Block Island Shuttle arrives
The New Shoreham Town Council voted on Monday to authorize the Motor Vehicles for Hire’s Point-to-Point Program, also known as the Block Island
Shuttle, by raising the capacity limits on taxis from twelve to fifteen persons, and amending the New Shoreham Revised General Ordinances Chapter 8, Article VII to define the program. The Point-to- Point Program is a shuttle bus service with designated pickup and drop off points. The commission has determined the designated pickup and drop off areas as Old Harbor at the statue of Rebecca, Fred Benson Beach Pavilion, Payne’s Dock, New Harbor Boat Basin, and Champlin’s Marina.
According to taxi owner Judy Clark, the designated taxis operating as a shuttle will leave at 9 a.m., one from Rebecca and one from Champlin’s, traveling in opposite directions on the route. This will create a loop in which a taxi will arrive at each designated stop every half hour. There are seventeen taxis currently signed up to participate, and Clark says the taxi owners will create a schedule to keep the service running smoothly. She says communication will be key, and that communication is one of the strengths of the taxi businesses on the island.
The service will run daily from June 25 through Labor Day. Clark anticipates each taxi only having about eight days as the shuttle service provider, with two taxis on each day.
The Point-to-Point program was developed in response to the plan floated to the Town Council in which Rhode Island Public Transit Authority would provide trolley buses as public transportation on Block Island. The Motor Vehicles for Hire Commission, along with numerous townsfolk, impressed upon the Town Council their desire that a shuttle service be developed and run by islanders rather than by the state. The council agreed, and the MVFH put the program together, allowing the various owners of the fleet of taxis to opt into the program on a voluntary basis.
The cost to use the service is $5 for adults, $1 for children eight years of age and under, and $3 for island workers. Many people have expressed interest in the program, but Clark points out that the cost may make some people reconsider.
Per the 2021 taxi rates, proposed by the MVFH and approved by the Town Council, a trip from Old Harbor to New Harbor costs $10 with $1 added per additional passenger. So a group of three adults using a taxi will cost $12. If that same group of three adults used the Block Island shuttle service to get
from Old Harbor to one of the New Harbor stops of Payne’s Dock, New Harbor Boat Basin, or Champlin’s Marina, the total cost will be $15.
When pushing for local ownership and control of the shuttle program, it is unclear if Block Island residents intended for the public transit option to cost more than a taxi ride.
A single traveler will still find a good value in the Point-to-Point program, however, and island workers who do not have to be to work until after 9 a.m. will
find it an affordable option for commuting.
During the course of the meeting, the Town Council also voted to extend taxi license deferrals in 2021 in the same way as 2020. Due to the Covid-19 pandemic, numerous taxi drivers did not operate during 2020. There is a waiting list for taxi licenses, and if someone does not use their license it goes to the next person on the list.

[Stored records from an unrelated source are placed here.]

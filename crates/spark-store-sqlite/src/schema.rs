//! SQL schema for the Spark SQLite store.

/// Full schema DDL; idempotent thanks to `CREATE TABLE IF NOT EXISTS`.
pub const SCHEMA: &str = "
PRAGMA journal_mode = WAL;

-- One row per profile document. The body is the document's fields as a JSON
-- object, without the id.
CREATE TABLE IF NOT EXISTS profiles (
    profile_id  TEXT PRIMARY KEY,
    data_json   TEXT NOT NULL,
    updated_at  TEXT NOT NULL     -- ISO 8601 UTC
);

-- Local display hints that must survive an unreachable backend.
CREATE TABLE IF NOT EXISTS cache (
    key         TEXT PRIMARY KEY,
    value       TEXT NOT NULL,
    updated_at  TEXT NOT NULL
);

PRAGMA user_version = 1;
";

Last year, and again this year, the Town Council opted to allow people to defer to the next person on the waiting list without losing their spot. As such, the council voted to award the last open license to the eleventh person on the list, Patrick Evans, after the first ten people opted to defer.
The speed with which people found themselves moving up the list was surprising, and many were not ready to drop everything and buy a taxi. Some current licensees did not agree with the option to defer, with Clark telling the council that it was always short notice when you were picked from the waiting list for a taxi license. “You have to keep your eye on the list, and see what’s happening, and either take it or don’t,” she said.
John Cullen called in to explain that it had taken him eight years to move from number 18 to number 9 on the list, but only one month to move the rest of the way up, as everyone in front of him deferred.
“If I was number one, two, three, or four on the list I can understand that, you should be ready,” Cullen said. Cullen went on to say that the current situation was “unprecedented in the history of this waiting list.” Given that the commission is awarding licenses so far down the list, Cullen felt “any reasonable person would say I understand why that guy can’t get it together and get a cab on the road.”
Whether they have it together or not, the taxis have a full fleet of thirty-four cabs on the road, and a new Point-to-Point Shuttle Program to implement for the summer.